Focal disruption of vital energy metabolism has thus far prevented complete investigation of non-catalytic perturbation. However relation to membrane structural stability has been implicated in the concurrence of aldolase A deficiency and dominant (mild) hereditary elliptocytosis, speculatively also relating to ATP depletion.

== Causes ==

Characterised as a recessive disorder, symptomatic presentation requires the inheritance of aldolase A mutations from both parents. This conclusion is substantiated through the continuum type presentation witnessed, wherein heterozygous parents have intermediate enzyme activity. Structural instability has been indicated in four of the patients, with particular sensitivity to increased temperature according to direct enzymatic testing. This is exemplified in the early diagnosis of hereditary pyropoikilocytosis in the Sicilian girl. Deterioration with fever is likewise congruent. However, this direct relation has been disputed due to the increased overall metabolism and oxygen consumption also accompanying such maladies.

Sequence analysis has been conducted for three of the patients each revealing a distinct alteration at regions of typically high conservation. The conversion of the 128th aspartic acid to glycine causes conformational change according to CD spectral analysis and thermal lability in mutagenic analysis. Similarly the charge disruption created through the exchange of the negatively charged glutamic acid for positively charged lysine (at residue 209 of the E helix) disrupts interface interaction of the protein's subunits and therein destabilises its native tetrahedral configuration. The final case is unique in its non-homozygosity. A comparable maternal missense mutation wherein tyrosine is replaced by cysteine alters the carboxy-terminus due to its proximity to a crucial hinge structure. However, the paternal nonsense mutation at arginine 303 truncates the peptide. It is notable that Arg303 is required for enzymatic activity.

The initial 1973 case is atypical, in that no indication of aldolase A structural abnormality was found in isoelectric focusing, heat stabilization, electrophoresis or enzyme kinetics. It was concluded that either disordered regulation or a basic defect creating more rapid tetrameric inactivation were the most probable causes.

== History ==

The first recorded case of Aldolase A deficiency was described in 1973 (Beutler et al.) of a Jewish Canadian boy of Romanian descent. As his parents were first cousins, the presentation of dysmorphic features is conjecturally linked to confounding homozygosity at additional recessive loci. Inborn errors of metabolism are not typically associated with malformation and subsequent cases have lacked such physical manifestations.
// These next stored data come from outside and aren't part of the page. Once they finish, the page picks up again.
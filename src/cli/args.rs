//! Command line argument parsing for the liwc CLI using clap.

use std::path::PathBuf;

use clap::{Parser, Subcommand, ValueEnum};
use serde::{Deserialize, Serialize};

/// liwc - maintain and apply LIWC-style word-category dictionaries
#[derive(Parser, Debug, Clone)]
#[command(name = "liwc")]
#[command(about = "Maintain and apply LIWC-style word-category dictionaries")]
#[command(version = env!("CARGO_PKG_VERSION"))]
#[command(long_about = None)]
pub struct LiwcArgs {
    /// Verbosity level (0=quiet, 1=normal, 2=verbose, 3=debug)
    #[arg(short, long, action = clap::ArgAction::Count, global = true)]
    pub verbose: u8,

    /// Quiet mode (overrides verbose)
    #[arg(short, long, global = true)]
    pub quiet: bool,

    /// Output format
    #[arg(short = 'f', long = "format", default_value = "human", global = true)]
    pub output_format: OutputFormat,

    /// Pretty-print JSON output
    #[arg(long, global = true)]
    pub pretty: bool,

    /// Configuration file (JSON)
    #[arg(short, long, value_name = "CONFIG_FILE", env = "LIWC_CONFIG", global = true)]
    pub config: Option<PathBuf>,

    /// Subcommand to execute
    #[command(subcommand)]
    pub command: Command,
}

impl LiwcArgs {
    /// Get the effective verbosity level
    pub fn verbosity(&self) -> u8 {
        if self.quiet {
            0
        } else {
            match self.verbose {
                0 => 1, // Default to normal
                n => n,
            }
        }
    }
}

/// Available CLI commands
#[derive(Subcommand, Debug, Clone)]
pub enum Command {
    /// Show dictionary statistics
    Stats(StatsArgs),

    /// Compare two dictionaries
    Compare(CompareArgs),

    /// Show the categories matching tokens
    Match(MatchArgs),

    /// Count categories in text files
    Count(CountArgs),

    /// Split a word-by-file frequency table by category
    Freq(FreqArgs),

    /// Show inferred category hierarchies
    Hierarchy(HierarchyArgs),

    /// Write a dictionary with only some categories
    Subset(SubsetArgs),

    /// Replace wildcard entries by the corpus words they match
    Expand(ExpandArgs),

    /// Apply an edit script
    Edit(EditArgs),

    /// Apply a change file
    Update(UpdateArgs),

    /// Extract overlapping wildcard entries for review
    #[command(name = "dedup-prepare")]
    DedupPrepare(DedupPrepareArgs),

    /// Put reviewed entries back into a dictionary
    #[command(name = "dedup-reintegrate")]
    DedupReintegrate(DedupReintegrateArgs),

    /// Convert a dictionary to a new category schema
    Convert(ConvertArgs),

    /// Copy child words into parent categories
    Complete(CompleteArgs),
}

/// Arguments for dictionary statistics
#[derive(Parser, Debug, Clone)]
pub struct StatsArgs {
    /// Dictionary file
    #[arg(value_name = "DICTIONARY")]
    pub dictionary: PathBuf,

    /// Include per-category word counts
    #[arg(short, long)]
    pub detailed: bool,
}

/// Arguments for comparing dictionaries
#[derive(Parser, Debug, Clone)]
pub struct CompareArgs {
    /// Old dictionary file
    #[arg(value_name = "OLD")]
    pub old: PathBuf,

    /// New dictionary file
    #[arg(value_name = "NEW")]
    pub new: PathBuf,
}

/// Arguments for matching tokens
#[derive(Parser, Debug, Clone)]
pub struct MatchArgs {
    /// Dictionary file
    #[arg(value_name = "DICTIONARY")]
    pub dictionary: PathBuf,

    /// Tokens to look up
    #[arg(value_name = "TOKEN", required = true)]
    pub tokens: Vec<String>,
}

/// Arguments for counting categories
#[derive(Parser, Debug, Clone)]
pub struct CountArgs {
    /// Dictionary file
    #[arg(value_name = "DICTIONARY")]
    pub dictionary: PathBuf,

    /// Text files to score
    #[arg(value_name = "FILE", required = true)]
    pub files: Vec<PathBuf>,

    /// Report one result per file instead of a merged total
    #[arg(long)]
    pub per_file: bool,

    /// Include the most frequent words of each category
    #[arg(long)]
    pub frequent_words: bool,

    /// Minimum relative frequency for frequent words (overrides config)
    #[arg(long)]
    pub min_relative_frequency: Option<f64>,
}

/// Arguments for showing hierarchies
#[derive(Parser, Debug, Clone)]
pub struct HierarchyArgs {
    /// Dictionary file
    #[arg(value_name = "DICTIONARY")]
    pub dictionary: PathBuf,

    /// Include extra-hierarchical words of parent categories
    #[arg(long)]
    pub extra_words: bool,
}

/// Arguments for per-category frequency tables
#[derive(Parser, Debug, Clone)]
pub struct FreqArgs {
    /// Dictionary file
    #[arg(value_name = "DICTIONARY")]
    pub dictionary: PathBuf,

    /// Tab-separated table of word frequencies per file
    #[arg(value_name = "TABLE")]
    pub table: PathBuf,

    /// Directory receiving one CSV file per category (must not exist)
    #[arg(value_name = "OUTPUT_DIR")]
    pub output: PathBuf,

    /// Share under which a word is summed into the rest row (overrides config)
    #[arg(long)]
    pub rest_share: Option<f64>,
}

/// Arguments for subsetting a dictionary
#[derive(Parser, Debug, Clone)]
pub struct SubsetArgs {
    /// Dictionary file
    #[arg(value_name = "DICTIONARY")]
    pub dictionary: PathBuf,

    /// Output dictionary file (must not exist)
    #[arg(value_name = "OUTPUT")]
    pub output: PathBuf,

    /// Categories to keep (comma-separated)
    #[arg(short = 'C', long, value_delimiter = ',', required = true)]
    pub categories: Vec<String>,
}

/// Arguments for wildcard expansion
#[derive(Parser, Debug, Clone)]
pub struct ExpandArgs {
    /// Dictionary file
    #[arg(value_name = "DICTIONARY")]
    pub dictionary: PathBuf,

    /// Corpus file whose words replace the wildcards
    #[arg(value_name = "CORPUS")]
    pub corpus: PathBuf,

    /// Output dictionary file (must not exist)
    #[arg(value_name = "OUTPUT")]
    pub output: PathBuf,
}

/// Arguments for applying an edit script
#[derive(Parser, Debug, Clone)]
pub struct EditArgs {
    /// Dictionary file
    #[arg(value_name = "DICTIONARY")]
    pub dictionary: PathBuf,

    /// Edit script (tab-separated add/del lines)
    #[arg(value_name = "SCRIPT")]
    pub script: PathBuf,

    /// Output dictionary file (must not exist)
    #[arg(value_name = "OUTPUT")]
    pub output: PathBuf,
}

/// Arguments for applying a change file
#[derive(Parser, Debug, Clone)]
pub struct UpdateArgs {
    /// Dictionary file
    #[arg(value_name = "DICTIONARY")]
    pub dictionary: PathBuf,

    /// Change file (translation or addition file)
    #[arg(value_name = "CHANGE_FILE")]
    pub change_file: PathBuf,

    /// Output dictionary file (must not exist)
    #[arg(value_name = "OUTPUT")]
    pub output: PathBuf,

    /// Model dictionary for hierarchies (default: the dictionary itself)
    #[arg(short, long)]
    pub model: Option<PathBuf>,
}

/// Arguments for extracting overlapping entries
#[derive(Parser, Debug, Clone)]
pub struct DedupPrepareArgs {
    /// Dictionary file
    #[arg(value_name = "DICTIONARY")]
    pub dictionary: PathBuf,

    /// Review file to write (must not exist)
    #[arg(value_name = "REVIEW_FILE")]
    pub review_file: PathBuf,

    /// Output dictionary without the extracted entries (must not exist)
    #[arg(value_name = "OUTPUT")]
    pub output: PathBuf,
}

/// Arguments for reintegrating reviewed entries
#[derive(Parser, Debug, Clone)]
pub struct DedupReintegrateArgs {
    /// Dictionary file written by dedup-prepare
    #[arg(value_name = "DICTIONARY")]
    pub dictionary: PathBuf,

    /// Curated review file
    #[arg(value_name = "REVIEW_FILE")]
    pub review_file: PathBuf,

    /// Output dictionary file (must not exist)
    #[arg(value_name = "OUTPUT")]
    pub output: PathBuf,
}

/// Arguments for schema conversion
#[derive(Parser, Debug, Clone)]
pub struct ConvertArgs {
    /// Dictionary in the old schema
    #[arg(value_name = "DICTIONARY")]
    pub dictionary: PathBuf,

    /// Matching file (old;old label;new;new label)
    #[arg(value_name = "MATCHING_FILE")]
    pub matching_file: PathBuf,

    /// Output dictionary file (must not exist)
    #[arg(value_name = "OUTPUT")]
    pub output: PathBuf,

    /// Report how words moved between the old and converted dictionary
    #[arg(long)]
    pub audit: bool,
}

/// Arguments for hierarchy completion
#[derive(Parser, Debug, Clone)]
pub struct CompleteArgs {
    /// Dictionary file
    #[arg(value_name = "DICTIONARY")]
    pub dictionary: PathBuf,

    /// Output dictionary file (must not exist)
    #[arg(value_name = "OUTPUT")]
    pub output: PathBuf,

    /// Model dictionary for hierarchies (default: the dictionary itself)
    #[arg(short, long)]
    pub model: Option<PathBuf>,
}

/// Output formats for CLI
#[derive(ValueEnum, Debug, Clone, Serialize, Deserialize)]
#[serde(rename_all = "lowercase")]
pub enum OutputFormat {
    /// Human-readable output
    Human,
    /// JSON output
    Json,
}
In particular this leads to a complication for clearly delineating the effects of enzymatic aldolase-A deficiency.

The two familial male patients reported in 1981 (having been born in 1967 and 1979) were from a small Japanese island indicating a similar possibility of consanguinity. However, unlike in the primary instance parental aldolase activity was also partially reduced without significant physiological ailment.

The other two cases documented in 1996 and 2004 lacked evidence for contiguity and deviated from previous findings in demonstration of additional myopathic complaints. The former boy's parents' and brother's aldolase activity's were half that of normal control values. The Sicilian girl's mother had benign hereditary elliptocytosis, a dominant condition resulting in elongated erythrocytes, which was passed on to her. However, her father's blood count and smear produced normal findings.